Light Science Technologies (LST) has continued to strengthen its academic connections by adding additional expertise and new equipment from the University of Nottingham (UoN) to develop its AgTech capabilities.
University graduate student Kellie Smith has joined the team for a three-month internship in their purpose-built, state-of-the-art laboratory facilities to help develop the perfect plant recipe for indoor growers and growers.
Discussing her recent experience with duckweed, Kellie explained, “By controlling nutrients, lighting and temperature, we can see how these affect plants and what elements we can change to maximize growth. These experiments also help us determine which varieties make for a good food source.”
New strawberry attempt
The same principle is applied to her work at LST in a three-month strawberry trial, working alongside academic roommates CC Foo and Laura Briers in the Derby-based company’s in-house laboratory.
Kellie continued, “We’re using previous data – an optimized light recipe – which we’ve taken for this new experiment and simply changed the light levels. We want to see through that if we can improve growth and optimize yield and ultimately quality, we are providing less light or energy. At a time of rising energy costs, cost savings and profits are vital for growers.

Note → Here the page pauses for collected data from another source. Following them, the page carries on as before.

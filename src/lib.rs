// src/lib.rs

//! Daily attendance-recording client for a remote tabular board.
//!
//! One record per employee per day: each Login/Logout submission is
//! reconciled against the board by querying first and then creating or
//! partially updating the found record, never blind-inserting.

pub mod activity_log;
pub mod board_client;
pub mod engine;
pub mod geo;
pub mod lookup;
pub mod mapping;
pub mod model;

#[cfg(test)]
mod engine_tests;

pub use activity_log::ActivityLog;
pub use board_client::{BoardApi, BoardClient, BoardError};
pub use engine::{EngineOptions, ReconciliationEngine};
pub use mapping::{ColumnMapping, MappingStore};
pub use model::{AttendanceEvent, AttendanceFlags, EntryAction, GeoPoint};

By tracking plant growth and conditions of the strawberry plants, if we maintain EC and pH of the nutrient soil EC, we can see how parameters such as height, crown width, flower and fruit number, and yield vary between strawberry plants under different light intensity treatments and moisture content constant.
Kellie, along with the rest of the team, benefits from using an infrared gas analyzer, a LI-COR LI6800, a portable system that LST has invested in that allows them to track carbon assimilation (photosynthesis). However, thanks to LST’s collaboration with UoN, the study is expected to go a step further and produce data at a higher level.
The machine usually comes standard with a chamber onto which a leaf can be clamped to monitor photosynthesis at a given light intensity. However, UoN has borrowed its own clear chamber head, which allows measurements based on LST’s light recipe. This allows the team to output photosynthetic differences between
different light recipes. As Kellie points out, this is “something we can’t do without the special UoN kit”.
Accelerate AgTech development
Simon Deacon, Founder and CEO of LST said, “One of the biggest pain points for CEA farmers and breeders is incurring significant expense before they even come close to achieving the ideal recipe. LST’s lab solves this problem by helping to recreate the perfect growing environment before committing to any large investments. Leveraging our strong relationship with UoN and the expertise of its academic specialists like Kellie are critical to what we achieve try to refine the right growing recipe.
“LST’s investment in technology and equipment demonstrates our full commitment to the ‘art’ of plant science and will help accelerate the development of future lighting and environmental technologies for horticulture as we search for more sustainable, energy-efficient ways of growing fresh produce Looking for.”